### [WHAT IS BEING ASKED]
Within the data that follows, how many lines carry the string "under"? Give the number alone.

### [PROVIDED DATA]
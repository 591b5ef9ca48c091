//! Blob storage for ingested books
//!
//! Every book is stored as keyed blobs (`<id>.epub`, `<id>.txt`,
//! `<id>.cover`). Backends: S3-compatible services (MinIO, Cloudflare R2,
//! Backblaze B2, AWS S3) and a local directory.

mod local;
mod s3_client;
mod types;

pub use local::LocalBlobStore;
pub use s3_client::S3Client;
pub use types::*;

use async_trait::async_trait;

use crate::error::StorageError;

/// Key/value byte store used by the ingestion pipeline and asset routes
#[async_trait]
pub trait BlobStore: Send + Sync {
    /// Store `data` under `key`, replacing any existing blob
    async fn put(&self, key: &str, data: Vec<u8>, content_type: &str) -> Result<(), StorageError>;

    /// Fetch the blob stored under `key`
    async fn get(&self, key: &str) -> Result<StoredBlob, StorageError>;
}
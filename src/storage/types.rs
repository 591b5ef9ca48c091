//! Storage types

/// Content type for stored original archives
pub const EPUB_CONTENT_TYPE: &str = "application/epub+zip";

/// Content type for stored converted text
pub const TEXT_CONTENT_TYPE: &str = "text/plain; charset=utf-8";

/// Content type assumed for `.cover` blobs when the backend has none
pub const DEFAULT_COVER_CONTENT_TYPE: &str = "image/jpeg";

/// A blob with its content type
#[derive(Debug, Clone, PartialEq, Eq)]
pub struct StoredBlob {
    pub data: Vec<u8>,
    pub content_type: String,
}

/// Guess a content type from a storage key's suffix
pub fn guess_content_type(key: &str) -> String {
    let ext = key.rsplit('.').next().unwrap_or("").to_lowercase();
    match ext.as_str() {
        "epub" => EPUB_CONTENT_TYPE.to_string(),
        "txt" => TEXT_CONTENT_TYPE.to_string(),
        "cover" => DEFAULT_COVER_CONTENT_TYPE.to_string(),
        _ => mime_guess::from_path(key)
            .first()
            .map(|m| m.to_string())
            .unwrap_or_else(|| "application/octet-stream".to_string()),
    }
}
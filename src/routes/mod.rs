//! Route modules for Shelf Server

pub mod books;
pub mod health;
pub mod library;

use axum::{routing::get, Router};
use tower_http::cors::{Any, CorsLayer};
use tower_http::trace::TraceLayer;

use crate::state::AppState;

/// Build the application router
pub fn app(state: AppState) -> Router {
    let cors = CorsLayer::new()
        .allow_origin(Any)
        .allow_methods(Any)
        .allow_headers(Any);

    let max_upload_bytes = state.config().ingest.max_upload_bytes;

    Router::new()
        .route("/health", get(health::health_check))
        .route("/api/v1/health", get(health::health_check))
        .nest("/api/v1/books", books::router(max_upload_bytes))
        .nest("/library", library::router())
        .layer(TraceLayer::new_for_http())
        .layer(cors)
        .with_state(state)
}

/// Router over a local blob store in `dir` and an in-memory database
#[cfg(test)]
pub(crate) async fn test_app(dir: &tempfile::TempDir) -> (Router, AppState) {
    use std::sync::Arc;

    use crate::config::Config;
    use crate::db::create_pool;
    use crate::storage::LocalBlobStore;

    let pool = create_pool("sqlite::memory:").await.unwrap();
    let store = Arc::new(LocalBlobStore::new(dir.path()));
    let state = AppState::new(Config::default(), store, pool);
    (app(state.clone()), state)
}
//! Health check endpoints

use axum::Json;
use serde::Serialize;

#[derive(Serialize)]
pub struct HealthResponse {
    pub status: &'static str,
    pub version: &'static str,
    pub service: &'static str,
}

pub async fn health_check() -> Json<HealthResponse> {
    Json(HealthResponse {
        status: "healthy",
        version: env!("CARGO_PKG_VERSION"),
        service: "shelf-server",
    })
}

### [YOUR RESPONSE]
2